DIRECTIONS » Your output should be the line with "let args = Args::parse();" plus all following lines to the end of the records, exactly as written and nothing more.

- Opening Delimiter -

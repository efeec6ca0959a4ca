//! Algorithms shared across the image analysis pipeline
//!
//! Currently this is the statistics toolbox used by background estimation,
//! the linearity diagnostic and the histogram displays.

pub mod stats;

pub use stats::{
    biweight_location, linspace, mean, median, pearson_mode, pixel_value_mode, std_dev,
    BIWEIGHT_TUNING_CONSTANT,
};
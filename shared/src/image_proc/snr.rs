//! Per-pixel signal-to-noise images.
//!
//! `snr = science * multiplier(noise)` where the multiplier depends on the
//! [`NoiseKind`]. Zero, negative or non-finite noise values are not masked;
//! they produce `inf`/`NaN` SNR values which the renderers draw as missing
//! data. IEEE float operations never trap here, so no error state has to
//! be saved or restored around the division.

use ndarray::{Array2, ArrayView2, Zip};
use thiserror::Error;

use crate::noise_map::{NoiseKind, UnknownNoiseFormat};

/// Errors from SNR and linearity calculations.
#[derive(Error, Debug, Clone, PartialEq)]
pub enum SnrError {
    #[error("science image shape {science:?} does not match noise map shape {noise:?}")]
    ShapeMismatch {
        science: (usize, usize),
        noise: (usize, usize),
    },

    #[error(transparent)]
    UnknownNoiseFormat(#[from] UnknownNoiseFormat),

    #[error("no pixels lie above {threshold:.4} with a finite SNR")]
    EmptyLinearityPopulation { threshold: f64 },

    #[error("noise map contains no finite variance values")]
    NoFiniteVariance,
}

/// Contour thresholds in SNR units, sorted ascending.
///
/// Non-finite inputs are dropped; an empty set means no contour overlay.
#[derive(Debug, Clone, Default, PartialEq)]
pub struct SigmaLevels(Vec<f64>);

impl SigmaLevels {
    pub fn new(levels: impl IntoIterator<Item = f64>) -> Self {
        let mut levels: Vec<f64> = levels.into_iter().filter(|l| l.is_finite()).collect();
        levels.sort_by(f64::total_cmp);
        SigmaLevels(levels)
    }

    pub fn is_empty(&self) -> bool {
        self.0.is_empty()
    }

    pub fn len(&self) -> usize {
        self.0.len()
    }

    pub fn iter(&self) -> impl Iterator<Item = f64> + '_ {
        self.0.iter().copied()
    }

    pub fn as_slice(&self) -> &[f64] {
        &self.0
    }
}

impl FromIterator<f64> for SigmaLevels {
    fn from_iter<I: IntoIterator<Item = f64>>(iter: I) -> Self {
        SigmaLevels::new(iter)
    }
}

pub(crate) fn check_same_shape(
    science: &ArrayView2<f64>,
    noise: &ArrayView2<f64>,
) -> Result<(), SnrError> {
    if science.dim() != noise.dim() {
        return Err(SnrError::ShapeMismatch {
            science: science.dim(),
            noise: noise.dim(),
        });
    }
    Ok(())
}

/// Element-wise SNR of `science` given a `noise` map of the given kind.
///
/// ```
/// use ndarray::Array2;
/// use shared::image_proc::snr::compute_snr;
/// use shared::noise_map::NoiseKind;
///
/// let sci = Array2::from_elem((2, 2), 10.0);
/// let ivm = Array2::from_elem((2, 2), 4.0);
/// let snr = compute_snr(&sci.view(), &ivm.view(), NoiseKind::InverseVariance).unwrap();
/// assert!(snr.iter().all(|&v| v == 20.0));
/// ```
pub fn compute_snr(
    science: &ArrayView2<f64>,
    noise: &ArrayView2<f64>,
    kind: NoiseKind,
) -> Result<Array2<f64>, SnrError> {
    check_same_shape(science, noise)?;
    Ok(Zip::from(science)
        .and(noise)
        .map_collect(|&s, &n| s * kind.snr_multiplier(n)))
}

/// Finite minimum and maximum of `values`, if any value is finite.
pub fn finite_range<'a>(values: impl IntoIterator<Item = &'a f64>) -> Option<(f64, f64)> {
    values
        .into_iter()
        .filter(|v| v.is_finite())
        .fold(None, |acc, &v| match acc {
            None => Some((v, v)),
            Some((lo, hi)) => Some((lo.min(v), hi.max(v))),
        })
}
//! Shared components for the background and SNR analysis utilities.
//!
//! This crate contains the pure numerical pieces used by the command-line
//! tools: FITS image I/O, compound extension references, noise-map
//! classification, robust background estimation and SNR construction.
//! Nothing in here prompts, renders, or touches the terminal.

pub mod algo;
pub mod ext_ref;
pub mod image_proc;
pub mod io;
pub mod noise_map;
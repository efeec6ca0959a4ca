//! Remove `Dnnn*` drizzle keywords from FITS primary headers.

use std::path::PathBuf;

use anyhow::{Context, Result};
use clap::Parser;
use cl_utils::strip_keys::strip_drizzle_keys;

#[derive(Parser, Debug)]
#[command(author, version, about = "Remove drizzle keywords from FITS primary headers")]
struct Args {
    /// FITS files to rewrite
    #[arg(required = true)]
    files: Vec<PathBuf>,
}

fn main() -> Result<()> {
    env_logger::init();
    let args = Args::parse();

    for path in &args.files {
        let removed = strip_drizzle_keys(path)
            .with_context(|| format!("stripping keywords from {}", path.display()))?;
        println!("{}: removed {removed} keywords", path.display());
    }
    Ok(())
}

- Closing Delimiter -

OUTPUT FOR THIS TASK »
    let args = Args::parse();

    for path in &args.files {
        let removed = strip_drizzle_keys(path)
            .with_context(|| format!("stripping keywords from {}", path.display()))?;
        println!("{}: removed {removed} keywords", path.display());
    }
    Ok(())
}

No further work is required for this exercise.